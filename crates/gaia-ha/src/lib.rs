//! HealthWatchdog (C9) and HARouter (C10): detects live-service failure and
//! reroutes traffic to a pre-warmed candidate, re-promotes live when it
//! recovers, and honors an operator maintenance freeze.
//!
//! The watchdog is a single-threaded cooperative loop: one `tick()` probes
//! every registered role once, updates per-role failure/success streaks,
//! and flips routes under hysteresis. `HaRouter` is the read-only side —
//! it never does I/O, it only looks up the table the watchdog writes.

#![forbid(unsafe_code)]

use async_trait::async_trait;
use chrono::{DateTime, Utc};
use gaia_proto::config::WatchdogConfig;
use gaia_proto::health::HealthProbe;
use gaia_proto::model::{Endpoint, HaStatus};
use parking_lot::RwLock;
use std::collections::HashMap;
use std::path::{Path, PathBuf};
use std::sync::Arc;
use std::time::Duration;
use tracing::{info, warn};

/// An operator-controlled freeze: while set, `HealthWatchdog::tick` still
/// observes health but never changes a route.
pub trait MaintenanceFlag: Send + Sync {
    fn is_set(&self) -> bool;
}

/// Presence of a well-known path on shared storage signals maintenance
/// mode. Checked fresh on every tick — no caching beyond one tick, per the
/// cross-process rendezvous contract.
pub struct FileMaintenanceFlag {
    path: PathBuf,
}

impl FileMaintenanceFlag {
    pub fn new(path: impl Into<PathBuf>) -> Self {
        Self { path: path.into() }
    }
}

impl MaintenanceFlag for FileMaintenanceFlag {
    fn is_set(&self) -> bool {
        Path::new(&self.path).exists()
    }
}

/// Test/in-process double for `MaintenanceFlag` backed by an `AtomicBool`.
#[derive(Default)]
pub struct MemoryMaintenanceFlag(std::sync::atomic::AtomicBool);

impl MemoryMaintenanceFlag {
    pub fn new(set: bool) -> Self {
        Self(std::sync::atomic::AtomicBool::new(set))
    }

    pub fn set(&self, value: bool) {
        self.0.store(value, std::sync::atomic::Ordering::SeqCst);
    }
}

impl MaintenanceFlag for MemoryMaintenanceFlag {
    fn is_set(&self) -> bool {
        self.0.load(std::sync::atomic::Ordering::SeqCst)
    }
}

/// Invoked once per tick when HA is active and maintenance is off, to keep
/// the candidate's session state within a bounded lag of live. Implemented
/// by `gaia-sync`'s `StateSyncer`; kept as a trait here so this crate has
/// no dependency on it.
#[async_trait]
pub trait SyncTrigger: Send + Sync {
    async fn incremental(&self);
}

#[derive(Debug, Clone)]
pub struct RoleTargets {
    pub primary: Endpoint,
    pub fallback: Option<Endpoint>,
}

#[derive(Debug, Clone)]
struct RouteEntry {
    current: Endpoint,
    targets: RoleTargets,
    consecutive_failures: u32,
    consecutive_successes: u32,
    fallback_healthy: Option<bool>,
}

#[derive(Debug, Clone, PartialEq, Eq)]
pub struct RouteChangeEvent {
    pub role: String,
    pub from: Endpoint,
    pub to: Endpoint,
    pub at: DateTime<Utc>,
}

/// The lookup side consumed by gateways. Makes no I/O of its own.
#[derive(Clone)]
pub struct HaRouter {
    routes: Arc<RwLock<HashMap<String, RouteEntry>>>,
}

impl HaRouter {
    pub fn route(&self, role: &str) -> Option<Endpoint> {
        self.routes.read().get(role).map(|e| e.current.clone())
    }
}

pub struct HealthWatchdog {
    config: WatchdogConfig,
    probe: Arc<dyn HealthProbe>,
    maintenance: Arc<dyn MaintenanceFlag>,
    sync: Option<Arc<dyn SyncTrigger>>,
    routes: Arc<RwLock<HashMap<String, RouteEntry>>>,
}

impl HealthWatchdog {
    pub fn new(
        config: WatchdogConfig,
        probe: Arc<dyn HealthProbe>,
        maintenance: Arc<dyn MaintenanceFlag>,
    ) -> Self {
        Self {
            config,
            probe,
            maintenance,
            sync: None,
            routes: Arc::new(RwLock::new(HashMap::new())),
        }
    }

    pub fn with_sync_trigger(mut self, sync: Arc<dyn SyncTrigger>) -> Self {
        self.sync = Some(sync);
        self
    }

    /// Registers a protected role. The route starts pinned to `primary`.
    pub fn register_role(&self, role: impl Into<String>, targets: RoleTargets) {
        let current = targets.primary.clone();
        self.routes.write().insert(
            role.into(),
            RouteEntry {
                current,
                targets,
                consecutive_failures: 0,
                consecutive_successes: 0,
                fallback_healthy: None,
            },
        );
    }

    pub fn router(&self) -> HaRouter {
        HaRouter { routes: self.routes.clone() }
    }

    /// Runs one evaluation cycle over every registered role: probes
    /// primary (and candidate, if configured), updates streaks, and —
    /// unless maintenance is set — applies the hysteresis rule. Returns
    /// any route changes this tick actually made.
    pub async fn tick(&self) -> Vec<RouteChangeEvent> {
        let maintenance = self.maintenance.is_set();
        let request_timeout = Duration::from_secs(self.config.probe_request_timeout_secs);
        let roles: Vec<String> = self.routes.read().keys().cloned().collect();
        let mut events = Vec::new();

        for role in roles {
            let targets = match self.routes.read().get(&role) {
                Some(entry) => entry.targets.clone(),
                None => continue,
            };

            let primary_snapshot = self.probe.check(&targets.primary.0, request_timeout).await;
            let fallback_healthy = match &targets.fallback {
                Some(fb) => Some(self.probe.check(&fb.0, request_timeout).await.ok),
                None => None,
            };

            let mut routes = self.routes.write();
            let Some(entry) = routes.get_mut(&role) else { continue };

            if primary_snapshot.ok {
                entry.consecutive_successes += 1;
                entry.consecutive_failures = 0;
            } else {
                entry.consecutive_failures += 1;
                entry.consecutive_successes = 0;
            }
            entry.fallback_healthy = fallback_healthy;

            if maintenance {
                continue;
            }

            let on_primary = entry.current == entry.targets.primary;
            let desired = if on_primary {
                if entry.consecutive_failures >= self.config.fail_threshold {
                    entry.targets.fallback.clone()
                } else {
                    None
                }
            } else if entry.consecutive_successes >= self.config.recover_threshold {
                Some(entry.targets.primary.clone())
            } else {
                None
            };

            if let Some(new_route) = desired {
                if new_route != entry.current {
                    let from = entry.current.clone();
                    entry.current = new_route.clone();
                    info!(role = %role, from = %from, to = %new_route, "HA route changed");
                    events.push(RouteChangeEvent { role: role.clone(), from, to: new_route, at: Utc::now() });
                }
            }
        }

        if !maintenance {
            if let Some(sync) = &self.sync {
                sync.incremental().await;
            }
        } else {
            warn!("maintenance flag set, skipping route updates and state sync this tick");
        }

        events
    }

    /// Aggregate status surfaced on the orchestrator's `/status` endpoint.
    /// `Failed` means at least one role has no reachable endpoint at all;
    /// `FailoverActive` means at least one role is currently on its
    /// fallback; `Degraded` means a role's primary has failed at least
    /// once but the hysteresis threshold hasn't flipped the route yet.
    pub fn ha_status(&self) -> HaStatus {
        let routes = self.routes.read();
        if routes.is_empty() {
            return HaStatus::Active;
        }
        let mut failed = false;
        let mut failover = false;
        let mut degraded = false;

        for entry in routes.values() {
            let on_fallback = entry.current != entry.targets.primary;
            if on_fallback {
                failover = true;
                if entry.fallback_healthy == Some(false) {
                    failed = true;
                }
            } else if entry.consecutive_failures > 0 {
                degraded = true;
                if entry.targets.fallback.is_none() {
                    failed = true;
                }
            }
        }

        if failed {
            HaStatus::Failed
        } else if failover {
            HaStatus::FailoverActive
        } else if degraded {
            HaStatus::Degraded
        } else {
            HaStatus::Active
        }
    }
}

#[cfg(test)]
mod tests {
    use super::*;
    use gaia_proto::health::{HealthOutcome, ScriptedHealthProbe};

    fn watchdog(probe: Arc<ScriptedHealthProbe>, maintenance: Arc<dyn MaintenanceFlag>) -> HealthWatchdog {
        let config = WatchdogConfig { fail_threshold: 2, recover_threshold: 3, ..WatchdogConfig::default() };
        HealthWatchdog::new(config, probe, maintenance)
    }

    #[tokio::test]
    async fn failover_then_restore_matches_scenario_3() {
        let probe = Arc::new(ScriptedHealthProbe::new());
        probe.script(
            "live-core",
            vec![
                HealthOutcome::Http(500),
                HealthOutcome::Http(500),
                HealthOutcome::Http(500),
                HealthOutcome::Http(200),
                HealthOutcome::Http(200),
                HealthOutcome::Http(200),
            ],
        );
        probe.always_healthy("candidate-core");

        let maintenance = Arc::new(MemoryMaintenanceFlag::new(false));
        let wd = watchdog(probe, maintenance);
        wd.register_role(
            "core",
            RoleTargets { primary: "live-core".into(), fallback: Some("candidate-core".into()) },
        );
        let router = wd.router();

        wd.tick().await; // failure 1
        assert_eq!(router.route("core"), Some("live-core".into()));
        wd.tick().await; // failure 2 -> trips
        assert_eq!(router.route("core"), Some("candidate-core".into()));
        wd.tick().await; // failure 3, no change (already on fallback)
        assert_eq!(router.route("core"), Some("candidate-core".into()));

        wd.tick().await; // success 1
        assert_eq!(router.route("core"), Some("candidate-core".into()));
        wd.tick().await; // success 2
        assert_eq!(router.route("core"), Some("candidate-core".into()));
        wd.tick().await; // success 3 -> restores
        assert_eq!(router.route("core"), Some("live-core".into()));
    }

    #[tokio::test]
    async fn maintenance_freeze_blocks_route_changes() {
        let probe = Arc::new(ScriptedHealthProbe::new());
        probe.always_failing("live-core", 500);
        probe.always_healthy("candidate-core");

        let maintenance = Arc::new(MemoryMaintenanceFlag::new(true));
        let wd = watchdog(probe, maintenance.clone());
        wd.register_role(
            "core",
            RoleTargets { primary: "live-core".into(), fallback: Some("candidate-core".into()) },
        );
        let router = wd.router();

        for _ in 0..10 {
            wd.tick().await;
        }
        assert_eq!(router.route("core"), Some("live-core".into()));

        maintenance.set(false);
        wd.tick().await;
        assert_eq!(router.route("core"), Some("live-core".into()));
        wd.tick().await;
        assert_eq!(router.route("core"), Some("candidate-core".into()));
    }

    #[tokio::test]
    async fn unrelated_roles_are_not_disturbed() {
        let probe = Arc::new(ScriptedHealthProbe::new());
        probe.always_failing("live-core", 500);
        probe.always_healthy("candidate-core");
        probe.always_healthy("live-mcp");

        let maintenance = Arc::new(MemoryMaintenanceFlag::new(false));
        let wd = watchdog(probe, maintenance);
        wd.register_role("core", RoleTargets { primary: "live-core".into(), fallback: Some("candidate-core".into()) });
        wd.register_role("mcp", RoleTargets { primary: "live-mcp".into(), fallback: None });
        let router = wd.router();

        for _ in 0..3 {
            wd.tick().await;
        }
        assert_eq!(router.route("core"), Some("candidate-core".into()));
        assert_eq!(router.route("mcp"), Some("live-mcp".into()));
    }

    #[tokio::test]
    async fn role_with_no_fallback_and_failing_primary_is_failed_status() {
        let probe = Arc::new(ScriptedHealthProbe::new());
        probe.always_failing("live-mcp", 500);

        let maintenance = Arc::new(MemoryMaintenanceFlag::new(false));
        let wd = watchdog(probe, maintenance);
        wd.register_role("mcp", RoleTargets { primary: "live-mcp".into(), fallback: None });

        wd.tick().await;
        assert_eq!(wd.ha_status(), HaStatus::Failed);
    }

    #[test]
    fn file_maintenance_flag_reflects_path_existence() {
        let dir = tempfile::tempdir().unwrap();
        let path = dir.path().join("MAINTENANCE");
        let flag = FileMaintenanceFlag::new(&path);
        assert!(!flag.is_set());
        std::fs::write(&path, b"").unwrap();
        assert!(flag.is_set());
        std::fs::remove_file(&path).unwrap();
        assert!(!flag.is_set());
    }
}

:::

* _TO DO_: Everything above from the line containing "changes a route." down to the line containing "impl MaintenanceFlag for FileMaintenanceFlag" is to be transcribed exactly, with both of those lines included and nothing else added.

* _YOUR RESPONSE_:
/// observes health but never changes a route.
pub trait MaintenanceFlag: Send + Sync {
    fn is_set(&self) -> bool;
}

/// Presence of a well-known path on shared storage signals maintenance
/// mode. Checked fresh on every tick — no caching beyond one tick, per the
/// cross-process rendezvous contract.
pub struct FileMaintenanceFlag {
    path: PathBuf,
}

impl FileMaintenanceFlag {
    pub fn new(path: impl Into<PathBuf>) -> Self {
        Self { path: path.into() }
    }
}

impl MaintenanceFlag for FileMaintenanceFlag {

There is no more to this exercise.